#### EXERCISE DIRECTIONS
Would you copy each line of the data below that has "spiral"?

[SUPPLIED MATERIAL — start]

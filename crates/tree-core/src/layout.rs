//! Layout generation: where every element sits in the chaos cloud and in the
//! formed tree.
//!
//! All sampling goes through an injected [`rand::Rng`], so a seeded
//! `StdRng` reproduces a layout exactly.

use crate::constants::*;
use crate::error::ConfigError;
use glam::Vec3;
use rand::Rng;
use std::f32::consts::TAU;

/// Spherical shell `[r_min, r_min + r_spread]` around the origin.
#[derive(Clone, Copy, Debug, PartialEq)]
pub struct ShellParams {
    pub r_min: f32,
    pub r_spread: f32,
}

impl ShellParams {
    pub fn r_max(&self) -> f32 {
        self.r_min + self.r_spread
    }

    fn validate(&self) -> Result<(), ConfigError> {
        non_negative("shell.r_min", self.r_min)?;
        non_negative("shell.r_spread", self.r_spread)
    }
}

/// Upright cone with its base disk on y = 0 and apex at y = height.
#[derive(Clone, Copy, Debug, PartialEq)]
pub struct ConeParams {
    pub height: f32,
    pub radius: f32,
}

impl ConeParams {
    /// Radius of the cone's cross-section at height `y`; zero outside the cone.
    pub fn radius_at(&self, y: f32) -> f32 {
        if !(0.0..self.height).contains(&y) {
            return 0.0;
        }
        self.radius * (1.0 - y / self.height)
    }

    fn validate(&self) -> Result<(), ConfigError> {
        positive("cone.height", self.height)?;
        positive("cone.radius", self.radius)
    }
}

#[derive(Clone, Copy, Debug, PartialEq)]
pub struct FoliageShape {
    pub shell: ShellParams,
    pub cone: ConeParams,
    /// Extra angle per unit of height, giving the filled cone a spiral grain.
    pub spiral: f32,
}

impl Default for FoliageShape {
    fn default() -> Self {
        Self {
            shell: ShellParams {
                r_min: FOLIAGE_SHELL[0],
                r_spread: FOLIAGE_SHELL[1],
            },
            cone: ConeParams {
                height: TREE_HEIGHT,
                radius: TREE_RADIUS,
            },
            spiral: FOLIAGE_SPIRAL_FACTOR,
        }
    }
}

impl FoliageShape {
    pub fn validate(&self) -> Result<(), ConfigError> {
        self.shell.validate()?;
        self.cone.validate()?;
        finite("foliage.spiral", self.spiral)
    }
}

#[derive(Clone, Copy, Debug, PartialEq)]
pub struct OrnamentShape {
    pub shell: ShellParams,
    pub cone: ConeParams,
    /// Fraction of the cone radius at which ornaments hang (close to 1).
    pub surface_factor: f32,
    /// Height kept free below the apex.
    pub apex_reserve: f32,
}

impl Default for OrnamentShape {
    fn default() -> Self {
        Self {
            shell: ShellParams {
                r_min: ORNAMENT_SHELL[0],
                r_spread: ORNAMENT_SHELL[1],
            },
            cone: ConeParams {
                height: TREE_HEIGHT,
                radius: TREE_RADIUS,
            },
            surface_factor: ORNAMENT_SURFACE_FACTOR,
            apex_reserve: ORNAMENT_APEX_RESERVE,
        }
    }
}

impl OrnamentShape {
    pub fn validate(&self) -> Result<(), ConfigError> {
        self.shell.validate()?;
        self.cone.validate()?;
        positive("ornament.surface_factor", self.surface_factor)?;
        non_negative("ornament.apex_reserve", self.apex_reserve)?;
        // the usable band below the apex must not be empty
        if self.apex_reserve >= self.cone.height {
            return Err(ConfigError::InvalidShape {
                name: "ornament.apex_reserve",
                value: self.apex_reserve,
            });
        }
        Ok(())
    }
}

/// An element's two fixed positions.
#[derive(Clone, Copy, Debug, PartialEq)]
pub struct Placement {
    pub chaos: Vec3,
    pub target: Vec3,
}

/// Uniform direction (no pole clustering) scaled to a radius in the shell.
pub fn sample_shell<R: Rng + ?Sized>(rng: &mut R, shell: &ShellParams) -> Vec3 {
    let r = shell.r_min + rng.gen::<f32>() * shell.r_spread;
    let theta = rng.gen::<f32>() * TAU;
    let phi = (2.0 * rng.gen::<f32>() - 1.0).clamp(-1.0, 1.0).acos();
    Vec3::new(
        r * phi.sin() * theta.cos(),
        r * phi.sin() * theta.sin(),
        r * phi.cos(),
    )
}

/// Area-uniform point inside the cone, angle twisted by `spiral * h`.
pub fn sample_cone_volume<R: Rng + ?Sized>(rng: &mut R, cone: &ConeParams, spiral: f32) -> Vec3 {
    let h = rng.gen::<f32>() * cone.height;
    let radius_at_height = cone.radius_at(h);
    let angle = rng.gen::<f32>() * TAU + spiral * h;
    let dist = rng.gen::<f32>().sqrt() * radius_at_height;
    Vec3::new(angle.cos() * dist, h, angle.sin() * dist)
}

/// Point on (just inside) the cone's lateral surface, below the apex reserve.
pub fn sample_cone_surface<R: Rng + ?Sized>(
    rng: &mut R,
    cone: &ConeParams,
    surface_factor: f32,
    apex_reserve: f32,
) -> Vec3 {
    let h = rng.gen::<f32>() * (cone.height - apex_reserve).max(0.0);
    let dist = cone.radius_at(h) * surface_factor;
    let angle = rng.gen::<f32>() * TAU;
    Vec3::new(angle.cos() * dist, h, angle.sin() * dist)
}

pub fn generate_foliage<R: Rng + ?Sized>(
    count: usize,
    shape: &FoliageShape,
    rng: &mut R,
) -> Vec<Placement> {
    (0..count)
        .map(|_| {
            let chaos = sample_shell(rng, &shape.shell);
            let target = sample_cone_volume(rng, &shape.cone, shape.spiral);
            Placement { chaos, target }
        })
        .collect()
}

pub fn generate_ornament_placements<R: Rng + ?Sized>(
    count: usize,
    shape: &OrnamentShape,
    rng: &mut R,
) -> Vec<Placement> {
    (0..count)
        .map(|_| {
            let target = sample_cone_surface(
                rng,
                &shape.cone,
                shape.surface_factor,
                shape.apex_reserve,
            );
            let chaos = sample_shell(rng, &shape.shell);
            Placement { chaos, target }
        })
        .collect()
}

fn finite(name: &'static str, value: f32) -> Result<(), ConfigError> {
    if value.is_finite() {
        Ok(())
    } else {
        Err(ConfigError::InvalidShape { name, value })
    }
}

fn non_negative(name: &'static str, value: f32) -> Result<(), ConfigError> {
    if value.is_finite() && value >= 0.0 {
        Ok(())
    } else {
        Err(ConfigError::InvalidShape { name, value })
    }
}

fn positive(name: &'static str, value: f32) -> Result<(), ConfigError> {
    if value.is_finite() && value > 0.0 {
        Ok(())
    } else {
        Err(ConfigError::InvalidShape { name, value })
    }
}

[SUPPLIED MATERIAL — finish]

#### RESULT OF THE TASK
    /// Extra angle per unit of height, giving the filled cone a spiral grain.
    pub spiral: f32,
            spiral: FOLIAGE_SPIRAL_FACTOR,
        finite("foliage.spiral", self.spiral)
/// Area-uniform point inside the cone, angle twisted by `spiral * h`.
pub fn sample_cone_volume<R: Rng + ?Sized>(rng: &mut R, cone: &ConeParams, spiral: f32) -> Vec3 {
    let angle = rng.gen::<f32>() * TAU + spiral * h;
            let target = sample_cone_volume(rng, &shape.cone, shape.spiral);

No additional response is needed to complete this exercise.